Academic journal article The Hastings Center Report

Every Child Is Priceless: Debating Effective Newborn Screening Policy

Academic journal article The Hastings Center Report

Every Child Is Priceless: Debating Effective Newborn Screening Policy

Article excerpt

To the Editor: "Ethics, Evidence, and Cost in Newborn Screening," by Mary Ann Baily and Thomas H. Murray, and "Expanding Newborn Screening: Process, Policy and Priorities," by Virginia Moyer, Ned A. Calonge, Steven M. Teutsch, and Jeffrey Botkin (May-June 2008) raise significant questions, but I will identify only a few that to me appear most important.

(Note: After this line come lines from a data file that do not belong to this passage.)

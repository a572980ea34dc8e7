//! Scenario execution engine.
//!
//! Criterion gives the authoritative numbers; this runner exists so a single
//! binary can sweep the catalog, attach allocator deltas, and write reports
//! that are easy to diff between machines.

use std::time::{Duration, Instant};

use memshape_core::alloc_stats::{AllocLayout, AllocProbe, ReclaimTotals, run_allocation_shape};
use memshape_core::filter::{self, CapacityStrategy};
use memshape_core::record::{BigRecord, Payload, Record};
use memshape_core::scenario::{Family, PayloadKind, Scenario, StorageShape, Workload};
use memshape_core::{MemshapeError, ScaleProfile, chain, dataset, traverse};
use serde::{Deserialize, Serialize};

use crate::error::HarnessError;

#[derive(Debug, Clone, Copy, PartialEq, Eq, Serialize, Deserialize)]
pub struct MicrobenchConfig {
    pub warmup_iters: u64,
    pub sample_count: usize,
    pub sample_iters: u64,
}

impl MicrobenchConfig {
    /// Defaults sized to each family's per-iteration cost.
    #[must_use]
    pub const fn for_family(family: Family) -> Self {
        match family {
            Family::AllocationShape => Self {
                warmup_iters: 0,
                sample_count: 5,
                sample_iters: 1,
            },
            Family::CapacityPresizing => Self {
                warmup_iters: 1_000,
                sample_count: 25,
                sample_iters: 10_000,
            },
            Family::TraversalLocality => Self {
                warmup_iters: 2,
                sample_count: 15,
                sample_iters: 5,
            },
            Family::CallChain => Self {
                warmup_iters: 1,
                sample_count: 5,
                sample_iters: 1,
            },
        }
    }
}

#[derive(Debug, Clone, Default, PartialEq, Serialize, Deserialize)]
pub struct LatencyStats {
    pub samples: usize,
    pub p50_ns_op: f64,
    pub p95_ns_op: f64,
    pub p99_ns_op: f64,
    pub mean_ns_op: f64,
}

/// Allocator deltas averaged per iteration.
#[derive(Debug, Clone, Default, PartialEq, Serialize, Deserialize)]
pub struct ReclaimMetrics {
    pub iterations: u64,
    pub allocation_events: f64,
    /// Allocations served already zero-filled.
    pub zeroed_allocation_events: f64,
    pub reclaim_events: f64,
    pub pause_ms: f64,
    /// False when no counting allocator was installed; event counts read zero.
    pub probe_live: bool,
}

#[derive(Debug, Clone, Serialize, Deserialize)]
pub struct ScenarioResult {
    pub name: String,
    pub family: Family,
    pub workload: Workload,
    pub n: usize,
    pub config: MicrobenchConfig,
    pub latency: LatencyStats,
    #[serde(skip_serializing_if = "Option::is_none")]
    pub reclaim: Option<ReclaimMetrics>,
    /// Mean allocator reallocations per filter call (capacity family, live probe).
    #[serde(skip_serializing_if = "Option::is_none")]
    pub reallocations_per_iter: Option<f64>,
    /// Output observed on the last iteration (sum, kept length, or digest).
    pub observed: String,
    pub wall_ms: u64,
}

/// Runs catalog scenarios under one profile and seed.
pub struct ScenarioRunner<'a> {
    pub profile: ScaleProfile,
    pub seed: u64,
    probe: &'a dyn AllocProbe,
    config_override: Option<MicrobenchConfig>,
}

impl<'a> ScenarioRunner<'a> {
    #[must_use]
    pub fn new(profile: ScaleProfile, seed: u64, probe: &'a dyn AllocProbe) -> Self {
        Self {
            profile,
            seed,
            probe,
            config_override: None,
        }
    }

    /// Use `cfg` for every scenario instead of the per-family defaults.
    #[must_use]
    pub fn with_config(mut self, cfg: MicrobenchConfig) -> Self {
        self.config_override = Some(cfg);
        self
    }

    #[must_use]
    pub fn config_for(&self, family: Family) -> MicrobenchConfig {
        self.config_override
            .unwrap_or_else(|| MicrobenchConfig::for_family(family))
    }

    pub fn run(&self, sc: &Scenario) -> Result<ScenarioResult, HarnessError> {
        let started = Instant::now();
        let n = sc.size(self.profile);
        let cfg = self.config_for(sc.family());

        let mut reclaim = None;
        let mut reallocations_per_iter = None;
        let (latency, observed) = match sc.workload {
            Workload::AllocationShape { layout } => {
                let (latency, metrics) = self.bench_allocation(layout, n, cfg);
                reclaim = Some(metrics);
                (latency, format!("n={n}"))
            }
            Workload::CapacityPresizing { strategy } => {
                let (latency, kept, reallocs) = self.bench_filter(strategy, n, cfg);
                reallocations_per_iter = reallocs;
                (latency, format!("kept={kept}"))
            }
            Workload::TraversalLocality { payload, shape } => {
                let (latency, sum) = match payload {
                    PayloadKind::Record => bench_sum::<Record>(shape, n, self.seed, cfg),
                    PayloadKind::BigRecord => bench_sum::<BigRecord>(shape, n, self.seed, cfg),
                };
                (latency, format!("sum={sum}"))
            }
            Workload::CallChain { payload, shape } => {
                let (latency, digest) = match payload {
                    PayloadKind::Record => bench_chain::<Record>(shape, n, self.seed, cfg)?,
                    PayloadKind::BigRecord => bench_chain::<BigRecord>(shape, n, self.seed, cfg)?,
                };
                (latency, format!("blake3={digest}"))
            }
        };

        Ok(ScenarioResult {
            name: sc.name.to_string(),
            family: sc.family(),
            workload: sc.workload,
            n,
            config: cfg,
            latency,
            reclaim,
            reallocations_per_iter,
            observed,
            wall_ms: started.elapsed().as_millis() as u64,
        })
    }

    fn bench_allocation(
        &self,
        layout: AllocLayout,
        n: usize,
        cfg: MicrobenchConfig,
    ) -> (LatencyStats, ReclaimMetrics) {
        for _ in 0..cfg.warmup_iters {
            run_allocation_shape(self.probe, layout, n);
        }

        let mut totals = ReclaimTotals::default();
        let mut samples = Vec::with_capacity(cfg.sample_count);
        let iters = cfg.sample_iters.max(1);
        for _ in 0..cfg.sample_count {
            let mut dur = Duration::ZERO;
            for _ in 0..iters {
                let sample = run_allocation_shape(self.probe, layout, n);
                dur += sample.build + sample.reclaim.pause;
                totals.record(&sample);
            }
            let dur = dur.max(Duration::from_nanos(1));
            samples.push(dur.as_nanos() as f64 / iters as f64);
        }

        let metrics = ReclaimMetrics {
            iterations: totals.iterations,
            allocation_events: totals.mean_allocation_events(),
            zeroed_allocation_events: totals.mean_zeroed_allocation_events(),
            reclaim_events: totals.mean_reclaim_events(),
            pause_ms: totals.mean_pause_ms(),
            probe_live: self.probe.is_live(),
        };
        (stats_from_samples(samples), metrics)
    }

    /// Time the filter and, with a live probe, count reallocations per call.
    fn bench_filter(
        &self,
        strategy: CapacityStrategy,
        n: usize,
        cfg: MicrobenchConfig,
    ) -> (LatencyStats, usize, Option<f64>) {
        let src = filter::source_sequence(n);
        let mut kept = 0;
        let mut calls = 0u64;
        let before = self.probe.snapshot();
        let stats = sample_loop(cfg, || {
            let out = filter::filter_even(std::hint::black_box(&src), strategy);
            kept = out.len();
            calls += 1;
            std::hint::black_box(out);
            Ok(())
        });
        let grown = before.delta(&self.probe.snapshot());
        let reallocs = self
            .probe
            .is_live()
            .then(|| grown.reallocations as f64 / calls.max(1) as f64);
        // The closure never fails.
        (stats.unwrap_or_default(), kept, reallocs)
    }
}

fn bench_sum<T: Payload>(
    shape: StorageShape,
    n: usize,
    seed: u64,
    cfg: MicrobenchConfig,
) -> (LatencyStats, i64) {
    let mut sum = 0i64;
    let stats = match shape {
        StorageShape::Contiguous => {
            let ds = dataset::values::<T>(n, seed);
            sample_loop(cfg, || {
                sum = std::hint::black_box(traverse::sum_values(std::hint::black_box(&ds)));
                Ok(())
            })
        }
        StorageShape::Scattered => {
            let ds = dataset::boxed::<T>(n, seed);
            sample_loop(cfg, || {
                sum = std::hint::black_box(traverse::sum_boxed(std::hint::black_box(&ds)));
                Ok(())
            })
        }
        StorageShape::SliceReference => {
            let ds = dataset::values::<T>(n, seed);
            let ptr = &ds;
            sample_loop(cfg, || {
                sum = std::hint::black_box(traverse::sum_through_ref(std::hint::black_box(ptr)));
                Ok(())
            })
        }
    };
    (stats.unwrap_or_default(), sum)
}

fn bench_chain<T: Payload>(
    shape: StorageShape,
    n: usize,
    seed: u64,
    cfg: MicrobenchConfig,
) -> Result<(LatencyStats, String), MemshapeError> {
    let mut last = String::new();
    let stats = sample_loop(cfg, || {
        last = chain::run_chain::<T>(shape, n, seed)?;
        Ok(())
    })?;
    Ok((stats, chain::fingerprint(&last)))
}

/// Warm up, then collect `sample_count` samples of `sample_iters` calls each.
fn sample_loop<F>(cfg: MicrobenchConfig, mut op: F) -> Result<LatencyStats, MemshapeError>
where
    F: FnMut() -> Result<(), MemshapeError>,
{
    for _ in 0..cfg.warmup_iters {
        op()?;
    }

    let iters = cfg.sample_iters.max(1);
    let mut samples = Vec::with_capacity(cfg.sample_count);
    for _ in 0..cfg.sample_count {
        let start = Instant::now();
        for _ in 0..iters {
            op()?;
        }
        let dur = start.elapsed().max(Duration::from_nanos(1));
        samples.push(dur.as_nanos() as f64 / iters as f64);
    }
    Ok(stats_from_samples(samples))
}

fn stats_from_samples(mut samples: Vec<f64>) -> LatencyStats {
    if samples.is_empty() {
        return LatencyStats::default();
    }
    samples.sort_by(|a, b| a.partial_cmp(b).unwrap_or(std::cmp::Ordering::Equal));
    let mean = samples.iter().sum::<f64>() / samples.len() as f64;
    LatencyStats {
        samples: samples.len(),
        p50_ns_op: percentile_sorted(&samples, 0.50),
        p95_ns_op: percentile_sorted(&samples, 0.95),
        p99_ns_op: percentile_sorted(&samples, 0.99),
        mean_ns_op: mean,
    }
}

fn percentile_sorted(sorted: &[f64], p: f64) -> f64 {
    debug_assert!((0.0..=1.0).contains(&p));
    if sorted.is_empty() {
        return 0.0;
    }
    let idx = ((sorted.len() - 1) as f64 * p).round() as usize;
    sorted[idx.min(sorted.len() - 1)]
}

#[cfg(test)]
mod tests {
    use super::*;
    use memshape_core::alloc_stats::NullProbe;
    use memshape_core::scenario;

    const TINY: MicrobenchConfig = MicrobenchConfig {
        warmup_iters: 1,
        sample_count: 3,
        sample_iters: 2,
    };

    fn runner() -> ScenarioRunner<'static> {
        ScenarioRunner::new(ScaleProfile::Quick, 42, &NullProbe).with_config(TINY)
    }

    #[test]
    fn filter_scenario_reports_kept_count() {
        let sc = scenario::find("FilterWithPresizedCapacity100").unwrap();
        let res = runner().run(sc).unwrap();
        assert_eq!(res.n, 100);
        assert_eq!(res.observed, "kept=50");
        assert_eq!(res.latency.samples, 3);
        assert!(res.reclaim.is_none());
        // No counting allocator behind a null probe.
        assert!(res.reallocations_per_iter.is_none());
        assert_eq!(
            res.workload,
            Workload::CapacityPresizing {
                strategy: CapacityStrategy::Presized
            }
        );
    }

    #[test]
    fn traversal_shapes_observe_same_sum() {
        let r = runner();
        let a = r.run(scenario::find("SumOverValueSlice").unwrap()).unwrap();
        let b = r.run(scenario::find("SumOverReferenceSlice").unwrap()).unwrap();
        let c = r.run(scenario::find("SumOverSliceReference").unwrap()).unwrap();
        assert_eq!(a.observed, b.observed);
        assert_eq!(a.observed, c.observed);
    }

    #[test]
    fn chain_shapes_observe_same_digest() {
        let r = runner();
        let a = r.run(scenario::find("ChainBigValuePayload").unwrap()).unwrap();
        let b = r.run(scenario::find("ChainBigReferencePayload").unwrap()).unwrap();
        assert!(a.observed.starts_with("blake3="));
        assert_eq!(a.observed, b.observed);
    }

    #[test]
    fn allocation_scenario_carries_reclaim_metrics() {
        let sc = scenario::find("HeapScatteredAllocation").unwrap();
        let res = runner().run(sc).unwrap();
        let reclaim = res.reclaim.expect("allocation family reports reclaim");
        assert_eq!(reclaim.iterations, 6);
        assert!(!reclaim.probe_live);
        assert_eq!(res.n, 100_000);
    }

    #[test]
    fn family_defaults_apply_without_override() {
        let r = ScenarioRunner::new(ScaleProfile::Quick, 1, &NullProbe);
        assert_eq!(
            r.config_for(Family::CallChain),
            MicrobenchConfig::for_family(Family::CallChain)
        );
        assert_eq!(runner().config_for(Family::CallChain), TINY);
    }

    #[test]
    fn stats_percentiles_from_sorted_samples() {
        let stats = stats_from_samples(vec![5.0, 1.0, 3.0, 2.0, 4.0]);
        assert_eq!(stats.samples, 5);
        assert_eq!(stats.p50_ns_op, 3.0);
        assert_eq!(stats.p99_ns_op, 5.0);
        assert!((stats.mean_ns_op - 3.0).abs() < f64::EPSILON);
        assert_eq!(stats_from_samples(Vec::new()), LatencyStats::default());
    }
}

Baily and Murray are very critical of the decision-making process reflected in the report issued by the American College of Medical Genetics, but some of their comments suggest that they have not carefully reviewed the report, which is over three hundred pages. For example, although the experts who drafted this report felt that benefit from newborn screening should be considered more expansively, all of the conditions recommended by the ACMG report for the core panel are serious conditions, and all are judged to benefit from specific, traditional treatments. No condition was added because of the expanded benefit espoused in the group's recommendations. In reaching these conclusions, the broadly based panel reviewed what published information exists (due to the rarity of the conditions), as well as expert opinions. It is particularly unfortunate that these authors have singled out the expansion of the excellent newborn screening panel in Mississippi and positioned this discussion in a fashion that could suggest that this expansion might have been related to the increase in infant mortality because scarce resources have been allocated to newborn screening.

Baily and Murray's review of the very complex cost accounting of newborn screening is not enlightening. One cannot put a price on the life of an infant saved by early identification and treatment of MCADD deficiency. Infants with other illnesses who are not identified as newborns and become seriously ill prior to diagnosis are commonly hospitalized and generate enormous expenses for treatment. And although not well documented, the long-term follow-up treatments of diagnosed children are probably similar to the costs of repeated hospitalizations of undiagnosed infants under treatment--excepting, of course, those who die early without treatment.

Baily and Murray bring up the often-discussed issue of children who "may even be harmed by unnecessary interventions." However, those of us in the field have long felt that there is little evidence of serious harm to infants who are unnecessarily treated. A recent article in Pediatrics (Jeffrey P. Brosco et al., "Adverse Medical Outcomes of Early Newborn Screening Programs for Phenylketonuria," July 2008) substantiates this opinion.

The authors further fail to recognize that even at the time they wrote their article, the newborn screening panels had already been brought closer into harmony with the panel suggested in the ACMG's report, which was also recommended by the Secretary's Advisory Committee on Hereditary Disorders in Newborns and Children, as well as the American Academy of Pediatrics.

There is a line of thinking that holds that we should not begin newborn screening until all of the pieces of our health care system are in place. I certainly agree that we should strive for this goal, but in our current health care environment, requiring this would mean that we provide essentially no preventive health care.

I personally object strenuously to Baily and Murray's suggestion that families play too large a role in advancing newborn screening. We all agree that such programs should be based on the best evidence of benefit, but no group has a greater right and responsibility to work on behalf of children with these serious conditions than their families, who know firsthand both the burden and the benefits.

I find the article by Moyer and colleagues surprising since it is presented "on behalf of the United States Preventive Services Task Force." The federal mission statement says that the Agency for Healthcare Research and Quality supports health services research initiatives that seek to improve the quality of health care in America. …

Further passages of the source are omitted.